Blow jobs are legal in Costa Rica. I discovered not only are they legal, they are easy to come by.
Especially when you are cooking with gas.
Proving once again that highly intelligent humans do dumb things, I almost ass-ploded our gas oven.
Nancy was making some taco dealy meal that needed to bake in the oven. When she got ready to put the dish in the oven she discovered that it had not pre-heated. I don’t know how your gas stove works but ours doesn’t have an “always-on” pilot light. It has one of those snappy mini lightening bolts to ignite the flame.
Word: Before attempting to relight the oven always ask, How long ago did you THINK you had lighted the oven?
I re-tried the little snappy thing a couple times and no whoosh of the oven lighting. I tried a burner to make sure we had propane and it lit just fine.
Wait, you’re getting ahead of me, right?
Yep, with trusty Bic in hand, I told Nancy to step to the side while I held the flicked Bic near the burner.
Yeah, big whoosh. And lots o’ flames. It was a big blow job.
But it only lasted a second.
But in that second, I covered six feet straight back knocking over a bar stool making a big ruckus. The dogs never moved or said a word.
Stupid Human Tricks, they were probably thinking.

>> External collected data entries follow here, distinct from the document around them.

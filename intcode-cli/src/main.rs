//! # Intcode CLI
//!
//! Command-line interface for the intcode machine.
//!
//! Usage:
//!   intcode run <file> [-i 1,2,3] [--ascii] [--interactive]
//!   intcode disasm <file>
//!   intcode chain <file> --phases 0,1,2,3,4 [--feedback] [--threaded] [--best]
//!   intcode network <file> [--nodes 50] [--until first|repeat]
//!
//! Examples:
//!   intcode run diagnostics.txt -i 5
//!   intcode -v run droid.txt --ascii --interactive
//!   intcode chain amps.txt --phases 5,6,7,8,9 --feedback --best
//!   intcode network nic.txt --until repeat

use clap::{Parser, Subcommand, ValueEnum};
use intcode_net::{best_phases, run_feedback_threaded, Chain, Network, NetworkConfig, StopCondition};
use intcode_vm::{Error, ErrorKind, Machine, MachineConfig, Program, Result, Step, UnderrunPolicy, Word};
use log::{debug, warn, LevelFilter};
use std::collections::VecDeque;
use std::io::BufRead;
use std::sync::{Arc, Mutex};

#[derive(Parser)]
#[command(name = "intcode")]
#[command(author, version, about = "Intcode - a pausable stored-program integer machine")]
struct Cli {
    #[command(subcommand)]
    command: Commands,

    /// More log output (-v debug, -vv trace); RUST_LOG overrides
    #[arg(short, long, global = true, action = clap::ArgAction::Count)]
    verbose: u8,

    /// Quiet mode - only print results
    #[arg(short, long, global = true)]
    quiet: bool,
}

#[derive(Subcommand)]
enum Commands {
    /// Run a program to halt
    Run {
        /// Path to the comma-separated program
        file: String,

        /// Input values, queued before the run
        #[arg(short, long, value_delimiter = ',', allow_hyphen_values = true)]
        input: Vec<Word>,

        /// Text queued as input, one value per byte, after --input
        #[arg(long)]
        ascii_in: Option<String>,

        /// Print outputs below 128 as characters
        #[arg(long)]
        ascii: bool,

        /// Fail on input underrun instead of reading zero
        #[arg(long)]
        strict: bool,

        /// Scratch cells past the end of the program
        #[arg(long)]
        scratch: Option<usize>,

        /// Stop with an error after this many instructions
        #[arg(long)]
        max_steps: Option<u64>,

        /// Read further input from stdin, one line per request
        #[arg(long)]
        interactive: bool,

        /// Print outputs and the final machine snapshot as JSON
        #[arg(long)]
        json: bool,
    },
    /// Print a listing of a program
    Disasm {
        /// Path to the comma-separated program
        file: String,
    },
    /// Run an amplifier chain, one machine per phase setting
    Chain {
        /// Path to the comma-separated program
        file: String,

        /// Phase settings, or the candidates with --best
        #[arg(long, value_delimiter = ',', required = true, allow_hyphen_values = true)]
        phases: Vec<Word>,

        /// Signal fed to the first amplifier
        #[arg(long, default_value_t = 0, allow_negative_numbers = true)]
        input: Word,

        /// Loop the last output back into the first amplifier
        #[arg(long)]
        feedback: bool,

        /// Feedback chain with one thread per machine
        #[arg(long)]
        threaded: bool,

        /// Search every ordering of the phases for the highest signal
        #[arg(long, conflicts_with = "threaded")]
        best: bool,
    },
    /// Run a packet network of machines
    Network {
        /// Path to the comma-separated program
        file: String,

        /// Number of machines
        #[arg(long, default_value_t = 50)]
        nodes: usize,

        /// When to stop
        #[arg(long, value_enum, default_value_t = Until::First)]
        until: Until,

        /// Give up after this many rounds
        #[arg(long, default_value_t = 100_000)]
        max_rounds: usize,

        /// Print the stopping event as JSON
        #[arg(long)]
        json: bool,
    },
}

#[derive(Debug, Clone, Copy, PartialEq, Eq, ValueEnum)]
enum Until {
    /// First packet sent to the NAT
    First,
    /// NAT delivers the same y twice in a row
    Repeat,
}

impl From<Until> for StopCondition {
    fn from(until: Until) -> Self {
        match until {
            Until::First => StopCondition::FirstNatPacket,
            Until::Repeat => StopCondition::RepeatedNatDelivery,
        }
    }
}

fn init_logging(verbose: u8) {
    let level = match verbose {
        0 => LevelFilter::Warn,
        1 => LevelFilter::Debug,
        _ => LevelFilter::Trace,
    };
    env_logger::Builder::new()
        .filter_level(level)
        .parse_default_env()
        .init();
}

// =============================================================================
// run
// =============================================================================

struct RunOptions {
    input: Vec<Word>,
    ascii_in: Option<String>,
    ascii: bool,
    strict: bool,
    scratch: Option<usize>,
    max_steps: Option<u64>,
    interactive: bool,
    json: bool,
}

fn run_program_file(file: &str, opts: RunOptions, quiet: bool) -> Result<()> {
    let program = Program::from_file(file)?;

    let mut config = if opts.strict {
        MachineConfig::strict()
    } else {
        MachineConfig::default()
    };
    if let Some(scratch) = opts.scratch {
        config = config.with_scratch(scratch);
    }

    if !quiet && !opts.json {
        println!("Running {} ({} cells)\n", file, program.len());
    }

    let mut machine = Machine::with_config(program, config);
    machine.feed_all(opts.input);
    if let Some(text) = &opts.ascii_in {
        machine.feed_ascii(text);
    }

    // Interactive programs prompt before reading, so print as we go
    let echoed = Arc::new(Mutex::new(Vec::new()));
    if opts.interactive {
        machine.set_input_provider(stdin_provider(opts.ascii));
        machine.set_output(echo_sink(opts.ascii, Arc::clone(&echoed)));
    }

    match opts.max_steps {
        Some(limit) => run_with_budget(&mut machine, limit)?,
        None => {
            machine.run_to_halt([])?;
        }
    }

    let mut outputs = echoed.lock().map(|mut values| std::mem::take(&mut *values)).unwrap_or_default();
    outputs.extend(machine.drain_output());
    if opts.json {
        let report = serde_json::json!({
            "outputs": outputs,
            "snapshot": machine.snapshot(),
        });
        let text = serde_json::to_string_pretty(&report)
            .map_err(|e| Error::unexpected("failed to serialize report").set_source(e))?;
        println!("{}", text);
    } else {
        if !opts.interactive {
            print!("{}", render(&outputs, opts.ascii));
        }
        if !quiet {
            println!("\nHalted after {} steps", machine.steps());
        }
    }

    Ok(())
}

/// Single-step until halt, feeding zero on underrun unless the machine is strict
fn run_with_budget(machine: &mut Machine, limit: u64) -> Result<()> {
    while machine.steps() < limit {
        match machine.step()? {
            Step::Halted => return Ok(()),
            Step::NeedsInput => match machine.config().underrun {
                UnderrunPolicy::Zero => {
                    warn!("input underrun at ip {}, reading 0", machine.ip());
                    machine.feed(0);
                }
                UnderrunPolicy::Error => {
                    return Err(intcode_vm::error::input_underrun(machine.ip()).with_operation("cli::run"));
                }
            },
            Step::Continue | Step::Output(_) => {}
        }
    }

    Err(Error::new(
        ErrorKind::BudgetExhausted,
        format!("program did not halt within {} steps", limit),
    )
    .with_operation("cli::run")
    .with_context("ip", machine.ip().to_string()))
}

/// Prints each value as it arrives and keeps it for the final report
fn echo_sink(ascii: bool, collected: Arc<Mutex<Vec<Word>>>) -> impl FnMut(Word) + Send + 'static {
    move |value| {
        print!("{}", render(&[value], ascii));
        if let Ok(mut values) = collected.lock() {
            values.push(value);
        }
    }
}

/// Reads a line per request; ascii mode hands it out a byte at a time
fn stdin_provider(ascii: bool) -> impl FnMut() -> Option<Word> + Send + 'static {
    let mut buffered: VecDeque<Word> = VecDeque::new();
    move || {
        loop {
            if let Some(value) = buffered.pop_front() {
                return Some(value);
            }

            let mut line = String::new();
            match std::io::stdin().lock().read_line(&mut line) {
                Ok(0) => return None,
                Ok(_) => {}
                Err(e) => {
                    warn!("failed to read stdin: {}", e);
                    return None;
                }
            }

            if ascii {
                let line = line.trim_end_matches(['\r', '\n']);
                buffered.extend(line.bytes().map(Word::from));
                buffered.push_back(Word::from(b'\n'));
            } else {
                match line.trim().parse::<Word>() {
                    Ok(value) => return Some(value),
                    Err(e) => warn!("ignoring {:?}: {}", line.trim(), e),
                }
            }
        }
    }
}

/// One value per line, or characters for ascii values below 128
fn render(values: &[Word], ascii: bool) -> String {
    let mut out = String::new();
    for &value in values {
        match u8::try_from(value) {
            Ok(byte) if ascii && byte.is_ascii() => out.push(char::from(byte)),
            _ => {
                out.push_str(&value.to_string());
                out.push('\n');
            }
        }
    }
    out
}

// =============================================================================
// chain / network
// =============================================================================

async fn run_chain(
    file: &str,
    phases: &[Word],
    input: Word,
    feedback: bool,
    threaded: bool,
    best: bool,
) -> Result<()> {
    let program = Program::from_file(file)?;

    if best {
        let (signal, phases) = best_phases(&program, phases, feedback)?;
        let phases = phases.iter().map(Word::to_string).collect::<Vec<_>>().join(",");
        println!("{} (phases {})", signal, phases);
        return Ok(());
    }

    let signal = if threaded {
        run_feedback_threaded(&program, phases, input).await?
    } else {
        let mut chain = Chain::new(&program, phases)?;
        if feedback {
            chain.run_feedback(input)?
        } else {
            chain.run_serial(input)?
        }
    };

    println!("{}", signal);
    Ok(())
}

fn run_network(file: &str, config: NetworkConfig, until: Until, json: bool) -> Result<()> {
    let program = Program::from_file(file)?;
    let mut network = Network::new(&program, config)?;
    let event = network.run(until.into())?;
    debug!("network stopped after {} rounds", network.rounds());

    if json {
        let text = serde_json::to_string_pretty(&event)
            .map_err(|e| Error::unexpected("failed to serialize event").set_source(e))?;
        println!("{}", text);
    } else {
        println!("{}", event.packet().y);
    }
    Ok(())
}

async fn dispatch(cli: Cli) -> Result<()> {
    match cli.command {
        Commands::Run {
            file,
            input,
            ascii_in,
            ascii,
            strict,
            scratch,
            max_steps,
            interactive,
            json,
        } => {
            let opts = RunOptions {
                input,
                ascii_in,
                ascii,
                strict,
                scratch,
                max_steps,
                interactive,
                json,
            };
            // Stdin reads block, keep them off the runtime's workers
            let quiet = cli.quiet;
            tokio::task::spawn_blocking(move || run_program_file(&file, opts, quiet))
                .await
                .map_err(|e| Error::unexpected("run task panicked").set_source(e))?
        }
        Commands::Disasm { file } => {
            let program = Program::from_file(&file)?;
            program.pretty_print();
            Ok(())
        }
        Commands::Chain {
            file,
            phases,
            input,
            feedback,
            threaded,
            best,
        } => run_chain(&file, &phases, input, feedback, threaded, best).await,
        Commands::Network {
            file,
            nodes,
            until,
            max_rounds,
            json,
        } => {
            let config = NetworkConfig::default()
                .with_nodes(nodes)
                .with_max_rounds(max_rounds);
            run_network(&file, config, until, json)
        }
    }
}

#[tokio::main]
async fn main() {
    let cli = Cli::parse();
    init_logging(cli.verbose);

    if let Err(e) = dispatch(cli).await {
        eprintln!("Error: {}", e);
        std::process::exit(1);
    }
}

With the oven lighted and the taco dish in place, I got a nice hug and expression of “good-lord, I’m glad you’re still here” from Nancy. I brushed off the singed hair from my arm and leg. A couple of fingers were slightly scorched, but some ice knocked that down pretty quickly. (The ice was in a tall glass of bourbon.)
Blow jobs in Costa Rica, not recommended.